3. Procedures – First the ground is cleared and leveled, the outline of the oven walls is drawn and a trench 6-8” deep is dug for the foundation. Next, the walls are constructed. For clay ovens, the holes are cut in the front wall once it is dry; for cement ovens, an arch is made. The last step is plastering.

4. Key point of design – The top of the oven must be square, level and flat, so that the wooden-framed trays can be put upon the walls.

Guidelines on the construction of the trays are given below:

  • General design – For each oven there should be 12-15 smoking trays (with a total of 160-200 Kg of wet fish), plus several deeper storage trays.
  • Materials – Ideally hard wood planks should be used for tray frame construction, but in practice softwoods are often used because they are less expensive.
  • Procedures – Once the piece of wood are nailed together and the basic frame is made, a wire net is attached to the bottom edge to hold the nets firmly in place.
  • Key point of design – The trays must be square and fit together in order to form a proper chimney.

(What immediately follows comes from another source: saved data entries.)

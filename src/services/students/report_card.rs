//! 成绩单聚合
//!
//! 对已加载的活动/成绩/缺勤/课表记录做纯函数聚合：
//! - 每学期五个槽位（PV1..PV3 / TB1..TB2），考试均分权重 3、作业均分权重 2
//! - 出勤率 = 100 - 缺勤次数 × (100 / 应到课时数)，应到课时数按课表
//!   weekday 在学期窗口内的出现次数累加
//! - 学期窗口固定：上学期 2月1日–6月30日，下学期 8月1日–11月30日

use actix_web::{HttpRequest, HttpResponse, Result as ActixResult};
use chrono::{Datelike, NaiveDate};

use super::StudentService;
use crate::middlewares::RequireJWT;
use crate::models::activities::entities::{Activity, ActivitySlot};
use crate::models::activity_scores::entities::ActivityScore;
use crate::models::attendance::entities::Attendance;
use crate::models::classes::entities::SchoolClass;
use crate::models::classes::responses::ClassSummary;
use crate::models::students::requests::ReportCardQuery;
use crate::models::students::responses::{
    ReportCardResponse, SemesterSummary, SlotMark, SubjectHeader, SubjectReportRow,
    SubjectSituation,
};
use crate::models::subjects::entities::Subject;
use crate::models::users::entities::UserRole;
use crate::models::weekly_lessons::entities::WeeklyLesson;
use crate::models::{ErrorCode, Semester};
use crate::services::{current_school_year, current_student, current_teacher, respond};

/// 四舍五入到 1 位小数
fn round1(value: f64) -> f64 {
    (value * 10.0).round() / 10.0
}

/// 学期的固定日期窗口
pub fn semester_window(year: i32, semester: Semester) -> (NaiveDate, NaiveDate) {
    match semester {
        Semester::First => (
            NaiveDate::from_ymd_opt(year, 2, 1).expect("valid date"),
            NaiveDate::from_ymd_opt(year, 6, 30).expect("valid date"),
        ),
        Semester::Second => (
            NaiveDate::from_ymd_opt(year, 8, 1).expect("valid date"),
            NaiveDate::from_ymd_opt(year, 11, 30).expect("valid date"),
        ),
    }
}

/// weekday (0 = 周日) 在 [start, end] 内出现的次数
pub fn count_weekday_occurrences(weekday: i32, start: NaiveDate, end: NaiveDate) -> u32 {
    if start > end {
        return 0;
    }

    let target = weekday.rem_euclid(7) as u32;
    let current_weekday = start.weekday().num_days_from_sunday();
    let offset = (target + 7 - current_weekday) % 7;

    let first = start + chrono::Duration::days(offset as i64);
    if first > end {
        return 0;
    }

    ((end - first).num_days() / 7 + 1) as u32
}

/// 缺勤归属的学期：上半年算上学期，下半年算下学期
fn semester_of_absence(date: NaiveDate) -> Semester {
    if date.month() <= 6 {
        Semester::First
    } else {
        Semester::Second
    }
}

/// 某科目某学期的应到课时数：该班级课表里所有匹配课时的
/// weekday 在学期窗口内出现次数之和
pub fn expected_lessons(
    lessons: &[WeeklyLesson],
    subject_id: i64,
    semester: Semester,
    school_year: i32,
) -> u32 {
    let (start, end) = semester_window(school_year, semester);
    lessons
        .iter()
        .filter(|l| l.subject_id == subject_id && l.semester == semester)
        .map(|l| count_weekday_occurrences(l.weekday, start, end))
        .sum()
}

/// 某槽位的标记：未安排活动 → `*`，安排了但没有成绩 → `-`，否则数值
fn slot_mark(
    activities: &[&Activity],
    scores: &[ActivityScore],
    slot: ActivitySlot,
) -> SlotMark {
    let activity = match activities.iter().find(|a| a.slot == slot) {
        Some(activity) => activity,
        None => return SlotMark::NotScheduled,
    };

    match scores
        .iter()
        .find(|s| s.activity_id == activity.id)
        .and_then(|s| s.value)
    {
        Some(value) => SlotMark::Score(value),
        None => SlotMark::Ungraded,
    }
}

Specific instructions on the smoking procedures are given below:

1. Acquisition of the fish

The final product is of greatest quality and has the longest shelf life when the fish is smoked fresh. Frozen fish can also be smoked while thawing. In some countries, post harvest processors smoke whatever is left over after a day’s selling. The resulting product is of poor quality.

2. Preparation of fish smoking – After degutting, fish is washed with fresh or salt water and carefully arranged on the trays.

3. The smoking

Depending on the type of fish being smoked (species, thickness, way of cutting it), its uses, and the length of time it has to be stored, the smoking process can take among 1 hour to 2 days, at temperatures above 80°C, which are high enough to cook the fish. Wet hot smoking usually takes about 1-2 hours and yields a moist, versatile product with about 40-55 percent moisture content but a limited shelf life of 1-3 days. Dry hot smoking, which is usually preceded by the former process, takes about 10-18 hours, sometimes days, yielding fish with 10-15 percent moisture content, sometimes even below 10 percent.

Fish smoked by this process have a shelf life of 6-9 months when stored properly. Fish is turned and the orientations of the trays are changed 2-4 times during the smoking cycle. The upper trays are placed close to the fire, while the lower ones are moved higher. After 2-5 hours of hot smoking, the contents of 2 or 3 trays of partly smoked fish can be combined in one tray. Then it can be smoked over a moderate fire (below 60°C) to continue the drying process. This second stage is the most important from a preservation standpoint, and may last as long as 2 days, yielding a very dry (10-15% moisture) product with a potential shelf life of 6-9 months.

4. The fire – Due to the chimney, formed by the staking of the trays on the oven and covered at the top, the heat and smoke constantly circulate inside.